:: Assignment ::
When you output the entries, begin with the first line and end with the line containing "ledgers historically behaved.", keeping each line exactly as it is.

:: Stored data entries ::
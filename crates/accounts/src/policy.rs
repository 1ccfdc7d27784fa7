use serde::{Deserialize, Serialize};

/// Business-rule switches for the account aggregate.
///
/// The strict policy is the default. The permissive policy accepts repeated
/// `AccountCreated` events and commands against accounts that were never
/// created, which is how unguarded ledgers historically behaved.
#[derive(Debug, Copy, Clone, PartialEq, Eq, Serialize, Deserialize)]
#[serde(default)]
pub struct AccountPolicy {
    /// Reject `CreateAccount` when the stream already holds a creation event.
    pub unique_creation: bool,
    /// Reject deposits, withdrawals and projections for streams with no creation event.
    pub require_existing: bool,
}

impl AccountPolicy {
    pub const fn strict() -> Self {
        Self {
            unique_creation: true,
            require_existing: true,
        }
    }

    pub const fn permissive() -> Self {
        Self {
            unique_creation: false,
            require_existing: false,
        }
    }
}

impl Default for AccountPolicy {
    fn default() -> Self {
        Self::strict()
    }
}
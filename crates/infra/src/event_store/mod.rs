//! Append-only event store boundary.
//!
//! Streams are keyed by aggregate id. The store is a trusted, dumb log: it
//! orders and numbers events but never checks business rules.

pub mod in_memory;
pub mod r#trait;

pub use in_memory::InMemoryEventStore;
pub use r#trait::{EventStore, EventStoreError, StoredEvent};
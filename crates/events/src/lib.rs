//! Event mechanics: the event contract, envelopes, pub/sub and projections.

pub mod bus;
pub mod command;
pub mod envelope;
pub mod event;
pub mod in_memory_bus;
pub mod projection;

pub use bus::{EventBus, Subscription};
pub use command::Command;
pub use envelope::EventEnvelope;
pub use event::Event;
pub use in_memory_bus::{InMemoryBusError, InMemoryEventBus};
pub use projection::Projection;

:: Solved problem ::
filename crates/accounts/src/policy.rs
repository 1ccfdc7d27784fa7
use serde::{Deserialize, Serialize};

/// Business-rule switches for the account aggregate.
///
/// The strict policy is the default. The permissive policy accepts repeated
/// `AccountCreated` events and commands against accounts that were never
/// created, which is how unguarded ledgers historically behaved.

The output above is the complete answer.